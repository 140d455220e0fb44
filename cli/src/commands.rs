//! Subcommand implementations.

use std::future;
use std::sync::Arc;
use std::time::Duration;

use anyhow::{Context, Result, bail};
use tokio::time::{Instant, Interval, MissedTickBehavior, interval_at, timeout_at};

use catalog_core::{
    CatalogEntry, CatalogHandle, CatalogView, SessionError, SessionOptions, describe_load_error,
    spawn_session,
};
use catalog_gateway::{Gateway, HttpGateway};
use catalog_types::{AppName, AppState, derive_state};

use crate::render::{catalog_lines, display_name, entry_line, transitions};

/// What every subcommand needs.
pub(crate) struct CommandContext {
    pub(crate) gateway: Arc<HttpGateway>,
    pub(crate) poll_interval: Duration,
    /// Where the user should put settings, for error hints.
    pub(crate) config_hint: String,
}

impl CommandContext {
    fn session(&self) -> CatalogHandle {
        let (handle, _task) = spawn_session(Arc::clone(&self.gateway), SessionOptions {
            poll_interval: self.poll_interval,
            load_on_start: true,
        });
        handle
    }

    async fn loaded_session(&self) -> Result<(CatalogHandle, CatalogView)> {
        let handle = self.session();
        let view = handle
            .wait_until(|view| view.loaded)
            .await
            .context("catalog session ended before the first load")?;
        if let Some(err) = &view.load_error {
            bail!(describe_load_error(err, &self.config_hint));
        }
        Ok((handle, view))
    }
}

pub(crate) async fn list(ctx: &CommandContext) -> Result<()> {
    let (handle, view) = ctx.loaded_session().await?;
    for line in catalog_lines(&view, &ctx.config_hint) {
        println!("{line}");
    }
    handle.shutdown().await;
    Ok(())
}

pub(crate) async fn status(ctx: &CommandContext, name: &AppName) -> Result<()> {
    let report = ctx
        .gateway
        .app_status(name)
        .await
        .with_context(|| format!("failed to fetch status of {name}"))?;
    let state = report
        .state_override()
        .unwrap_or_else(|| derive_state(&report.app));
    println!(
        "{}",
        entry_line(&CatalogEntry {
            app: report.app,
            state,
        })
    );
    Ok(())
}

pub(crate) async fn start(
    ctx: &CommandContext,
    name: &AppName,
    wait: bool,
    wait_timeout: Duration,
) -> Result<()> {
    let (handle, before) = ctx.loaded_session().await?;
    let pretty = display_name(name);

    match handle.start(name.as_str()).await {
        Ok(ack) => match ack.message.as_deref() {
            Some(message) => println!("Starting {pretty}: {message}"),
            None => println!("Starting {pretty}"),
        },
        Err(SessionError::Start(err)) => bail!(err.message),
        Err(err) => return Err(err).context("start request did not complete"),
    }

    if !wait {
        handle.shutdown().await;
        return Ok(());
    }

    let outcome = follow_until_settled(&handle, name, before, Instant::now() + wait_timeout).await;
    handle.shutdown().await;
    let entry = outcome?;
    match entry.state {
        AppState::On => {
            match entry.launch_url() {
                Some(url) => println!("{pretty} is running at {url}"),
                None => println!("{pretty} is running"),
            }
            Ok(())
        }
        AppState::Off | AppState::Loading => {
            bail!("{pretty} stopped before it finished starting")
        }
    }
}

/// Print transitions until `name` leaves `Loading`.
async fn follow_until_settled(
    handle: &CatalogHandle,
    name: &str,
    mut previous: CatalogView,
    deadline: Instant,
) -> Result<CatalogEntry> {
    let mut views = handle.subscribe();
    loop {
        let current = views.borrow_and_update().clone();
        for line in transitions(&previous, &current) {
            println!("{line}");
        }
        match current.get(name) {
            Some(entry) if entry.state.is_loading() => {}
            Some(entry) => return Ok(entry.clone()),
            None => bail!("{name} is no longer listed by the backend"),
        }
        previous = current;

        timeout_at(deadline, views.changed())
            .await
            .with_context(|| format!("timed out waiting for {name} to start"))?
            .context("catalog session ended")?;
    }
}

/// Print every state change until Ctrl-C, reloading the catalog every
/// `refresh` if set.
pub(crate) async fn watch(ctx: &CommandContext, refresh: Option<Duration>) -> Result<()> {
    let (handle, mut previous) = ctx.loaded_session().await?;
    for line in catalog_lines(&previous, &ctx.config_hint) {
        println!("{line}");
    }

    let mut views = handle.subscribe();
    let mut refresh = refresh.map(|period| {
        let mut timer = interval_at(Instant::now() + period, period);
        timer.set_missed_tick_behavior(MissedTickBehavior::Skip);
        timer
    });
    let interrupted = tokio::signal::ctrl_c();
    tokio::pin!(interrupted);
    loop {
        tokio::select! {
            () = next_refresh(refresh.as_mut()) => {
                if let Err(err) = handle.reload().await {
                    tracing::debug!(error = %err, "Catalog refresh failed");
                }
            }
            changed = views.changed() => {
                if changed.is_err() {
                    break;
                }
                let current = views.borrow_and_update().clone();
                if current.load_error.is_some() && current.load_error != previous.load_error {
                    for line in catalog_lines(&current, &ctx.config_hint) {
                        println!("{line}");
                    }
                }
                for line in transitions(&previous, &current) {
                    println!("{line}");
                }
                previous = current;
            }
            signal = &mut interrupted => {
                signal.context("failed to listen for Ctrl-C")?;
                break;
            }
        }
    }

    handle.shutdown().await;
    Ok(())
}

async fn next_refresh(timer: Option<&mut Interval>) {
    match timer {
        Some(timer) => {
            timer.tick().await;
        }
        None => future::pending().await,
    }
}

pub(crate) async fn health(ctx: &CommandContext) -> Result<()> {
    let health = ctx
        .gateway
        .health()
        .await
        .with_context(|| format!("backend at {} is unreachable", ctx.gateway.base_url()))?;
    if !health.is_healthy() {
        bail!("backend reports status {:?}", health.status);
    }
    println!("{} is {}", ctx.gateway.base_url(), health.status);
    Ok(())
}
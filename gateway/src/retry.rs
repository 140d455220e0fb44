//! Retry policy with exponential backoff for idempotent backend reads.
//!
//! Only the catalog listing goes through here. Status polls are never
//! retried in-call (the next poll tick is the retry) and start requests are
//! never retried at all, since a start is not idempotent on the remote side.
//!
//! # Policy
//!
//! - Max retries: 2 by default (3 total attempts)
//! - Initial delay: 500ms, doubling per attempt, capped at 8 seconds
//! - Jitter: down-jitter up to 25% (multiplier in [0.75, 1.0])
//! - `Retry-After-Ms` / `Retry-After` win over the computed delay when in (0, 60s)
//!
//! # Retryable Conditions
//!
//! - HTTP 408, 409, 429, 5xx
//! - Connect, timeout, and request-construction transport errors
//! - `x-should-retry: true` forces a retry, `x-should-retry: false` forbids one

use std::time::Duration;

use reqwest::header::HeaderMap;
use reqwest::{RequestBuilder, Response, StatusCode};

#[derive(Debug, Clone)]
pub struct RetryConfig {
    /// Maximum number of retries (not counting the initial request).
    pub max_retries: u32,
    pub initial_delay: Duration,
    pub max_delay: Duration,
    /// Down-jitter factor (0.25 = up to 25% reduction).
    pub jitter_factor: f64,
}

impl Default for RetryConfig {
    fn default() -> Self {
        Self {
            max_retries: 2,
            initial_delay: Duration::from_millis(500),
            max_delay: Duration::from_secs(8),
            jitter_factor: 0.25,
        }
    }
}

impl RetryConfig {
    /// A policy that makes exactly one attempt.
    #[must_use]
    pub fn none() -> Self {
        Self {
            max_retries: 0,
            ..Self::default()
        }
    }
}

/// Parse `Retry-After-Ms` (float milliseconds) or `Retry-After` (integer seconds).
///
/// Returns `None` if both are missing, unparsable, or outside `(0, 60s)`.
#[must_use]
pub fn parse_retry_after(headers: &HeaderMap) -> Option<Duration> {
    let in_range = |d: Duration| d > Duration::ZERO && d < Duration::from_secs(60);

    let from_ms = headers
        .get("retry-after-ms")
        .and_then(|v| v.to_str().ok())
        .and_then(|s| s.trim().parse::<f64>().ok())
        .filter(|ms| ms.is_finite() && *ms > 0.0)
        .map(|ms| Duration::from_secs_f64(ms / 1000.0))
        .filter(|d| in_range(*d));
    if from_ms.is_some() {
        return from_ms;
    }

    headers
        .get("retry-after")
        .and_then(|v| v.to_str().ok())
        .and_then(|s| s.trim().parse::<u64>().ok())
        .map(Duration::from_secs)
        .filter(|d| in_range(*d))
}

/// Whether a response status warrants another attempt.
#[must_use]
pub fn should_retry(status: StatusCode, headers: &HeaderMap) -> bool {
    if let Some(val) = headers.get("x-should-retry")
        && let Ok(s) = val.to_str()
    {
        if s.eq_ignore_ascii_case("true") {
            return true;
        }
        if s.eq_ignore_ascii_case("false") {
            return false;
        }
    }

    matches!(status.as_u16(), 408 | 409 | 429 | 500..=599)
}

/// Delay before the retry numbered `backoff_step` (0 before the first retry).
#[must_use]
pub fn calculate_retry_delay(
    backoff_step: u32,
    config: &RetryConfig,
    headers: Option<&HeaderMap>,
) -> Duration {
    if let Some(delay) = headers.and_then(parse_retry_after) {
        return delay;
    }

    let exponent = i32::try_from(backoff_step).unwrap_or(i32::MAX);
    let base = config.initial_delay.as_secs_f64() * 2.0_f64.powi(exponent);
    let capped = base.min(config.max_delay.as_secs_f64());

    let jitter = 1.0 - rand::random::<f64>() * config.jitter_factor.clamp(0.0, 1.0);
    Duration::from_secs_f64(capped * jitter)
}

/// Outcome of [`send_with_retry`].
///
/// Structurally separates success from failure so callers cannot treat an
/// error response as a catalog.
#[derive(Debug)]
pub enum RetryOutcome {
    /// 2xx response.
    Success(Response),
    /// Non-2xx response, either non-retryable or after exhausting retries.
    HttpError { response: Response, attempts: u32 },
    /// Transport failure on the last attempt made.
    TransportError {
        attempts: u32,
        source: reqwest::Error,
    },
}

fn is_retryable_error(error: &reqwest::Error) -> bool {
    error.is_connect() || error.is_timeout() || error.is_request()
}

/// Send a request, rebuilding it with `build_request` for every attempt.
pub async fn send_with_retry<F>(build_request: F, config: &RetryConfig) -> RetryOutcome
where
    F: Fn() -> RequestBuilder,
{
    let mut attempt: u32 = 0;

    loop {
        let attempts_made = attempt + 1;
        let retries_left = attempt < config.max_retries;

        match build_request().send().await {
            Ok(response) => {
                let status = response.status();
                if status.is_success() {
                    return RetryOutcome::Success(response);
                }
                if !retries_left || !should_retry(status, response.headers()) {
                    return RetryOutcome::HttpError {
                        response,
                        attempts: attempts_made,
                    };
                }

                let delay = calculate_retry_delay(attempt, config, Some(response.headers()));
                tracing::debug!(
                    status = %status,
                    retry = attempts_made,
                    delay_ms = delay.as_millis(),
                    "Retrying request after error status"
                );
                tokio::time::sleep(delay).await;
            }
            Err(e) => {
                if !retries_left || !is_retryable_error(&e) {
                    return RetryOutcome::TransportError {
                        attempts: attempts_made,
                        source: e,
                    };
                }

                let delay = calculate_retry_delay(attempt, config, None);
                tracing::debug!(
                    error = %e,
                    retry = attempts_made,
                    delay_ms = delay.as_millis(),
                    "Retrying request after transport error"
                );
                tokio::time::sleep(delay).await;
            }
        }

        attempt += 1;
    }
}
//! Client-side lifecycle state of a catalog app.

use std::fmt;
use std::str::FromStr;

use serde::{Deserialize, Serialize};
use thiserror::Error;

use crate::App;

/// Deployment state reported by the remote when an app is up.
const DEPLOYMENT_SUCCEEDED: &str = "SUCCEEDED";
/// Deployment states that mean the app is still coming up.
const DEPLOYMENT_TRANSITIONAL: [&str; 2] = ["PENDING", "RUNNING"];

/// Three-valued lifecycle of an app as shown to the user.
///
/// The wire form (used by the status endpoint's server override) is the
/// lowercase variant name.
#[derive(Debug, Clone, Copy, PartialEq, Eq, Hash, Default, Serialize, Deserialize)]
#[serde(rename_all = "lowercase")]
pub enum AppState {
    /// Not running.
    #[default]
    Off,
    /// Start requested, or the remote reports a transitional deployment.
    Loading,
    /// Confirmed running; the app URL is usable.
    On,
}

const APP_STATE_VALUES: &[&str] = &["off", "loading", "on"];

#[derive(Debug, Clone, PartialEq, Eq, Error)]
#[error("invalid app state '{raw}'; expected one of: {expected:?}")]
pub struct AppStateParseError {
    raw: String,
    expected: &'static [&'static str],
}

impl AppStateParseError {
    #[must_use]
    pub fn raw(&self) -> &str {
        &self.raw
    }
}

impl AppState {
    #[must_use]
    pub const fn as_str(self) -> &'static str {
        match self {
            AppState::Off => "off",
            AppState::Loading => "loading",
            AppState::On => "on",
        }
    }

    #[must_use]
    pub const fn is_loading(self) -> bool {
        matches!(self, AppState::Loading)
    }
}

impl fmt::Display for AppState {
    fn fmt(&self, f: &mut fmt::Formatter<'_>) -> fmt::Result {
        f.write_str(self.as_str())
    }
}

impl FromStr for AppState {
    type Err = AppStateParseError;

    fn from_str(s: &str) -> Result<Self, Self::Err> {
        match s.trim() {
            "off" => Ok(AppState::Off),
            "loading" => Ok(AppState::Loading),
            "on" => Ok(AppState::On),
            other => Err(AppStateParseError {
                raw: other.to_string(),
                expected: APP_STATE_VALUES,
            }),
        }
    }
}

/// Derive the lifecycle state from a remote app snapshot.
///
/// Total: a missing `active_deployment`, `status`, or `state` at any level,
/// or any value other than the recognised ones, yields [`AppState::Off`].
/// The comparison is exact; the remote reports these values in upper case.
#[must_use]
pub fn derive_state(app: &App) -> AppState {
    match app.deployment_state() {
        Some(DEPLOYMENT_SUCCEEDED) => AppState::On,
        Some(state) if DEPLOYMENT_TRANSITIONAL.contains(&state) => AppState::Loading,
        _ => AppState::Off,
    }
}

#[cfg(test)]
mod tests {
    use super::*;

    fn app_with_state(state: &str) -> App {
        serde_json::from_value(serde_json::json!({
            "name": "alpha",
            "active_deployment": { "status": { "state": state } }
        }))
        .unwrap()
    }

    #[test]
    fn succeeded_is_on() {
        assert_eq!(derive_state(&app_with_state("SUCCEEDED")), AppState::On);
    }

    #[test]
    fn pending_and_running_are_loading() {
        assert_eq!(derive_state(&app_with_state("PENDING")), AppState::Loading);
        assert_eq!(derive_state(&app_with_state("RUNNING")), AppState::Loading);
    }

    #[test]
    fn terminal_and_unknown_states_are_off() {
        for state in ["CANCELLED", "FAILED", "STOPPED", "", "succeeded", "pending"] {
            assert_eq!(
                derive_state(&app_with_state(state)),
                AppState::Off,
                "state {state:?}"
            );
        }
    }

    #[test]
    fn missing_nested_fields_are_off() {
        let payloads = [
            serde_json::json!({ "name": "a" }),
            serde_json::json!({ "name": "a", "active_deployment": null }),
            serde_json::json!({ "name": "a", "active_deployment": {} }),
            serde_json::json!({ "name": "a", "active_deployment": { "status": null } }),
            serde_json::json!({ "name": "a", "active_deployment": { "status": {} } }),
            serde_json::json!({ "name": "a", "active_deployment": { "status": { "state": null } } }),
        ];
        for payload in payloads {
            let app: App = serde_json::from_value(payload.clone()).unwrap();
            assert_eq!(derive_state(&app), AppState::Off, "payload {payload}");
        }
    }

    #[test]
    fn non_string_state_degrades_to_off() {
        let app: App = serde_json::from_value(serde_json::json!({
            "name": "a",
            "active_deployment": { "status": { "state": 42 } }
        }))
        .unwrap();
        assert_eq!(derive_state(&app), AppState::Off);
    }

    #[test]
    fn parse_wire_values() {
        assert_eq!("off".parse::<AppState>().unwrap(), AppState::Off);
        assert_eq!("loading".parse::<AppState>().unwrap(), AppState::Loading);
        assert_eq!(" on ".parse::<AppState>().unwrap(), AppState::On);

        let err = "starting".parse::<AppState>().unwrap_err();
        assert_eq!(err.raw(), "starting");
    }

    #[test]
    fn serde_uses_lowercase() {
        assert_eq!(
            serde_json::to_string(&AppState::Loading).unwrap(),
            "\"loading\""
        );
        let state: AppState = serde_json::from_str("\"on\"").unwrap();
        assert_eq!(state, AppState::On);
    }
}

» **WORK TO BE COMPLETED**
Whenever a line of the records holds the string "RetryConfig", pick it out and copy it.

» **FINAL ANSWER**
pub struct RetryConfig {
impl Default for RetryConfig {
impl RetryConfig {
    config: &RetryConfig,
pub async fn send_with_retry<F>(build_request: F, config: &RetryConfig) -> RetryOutcome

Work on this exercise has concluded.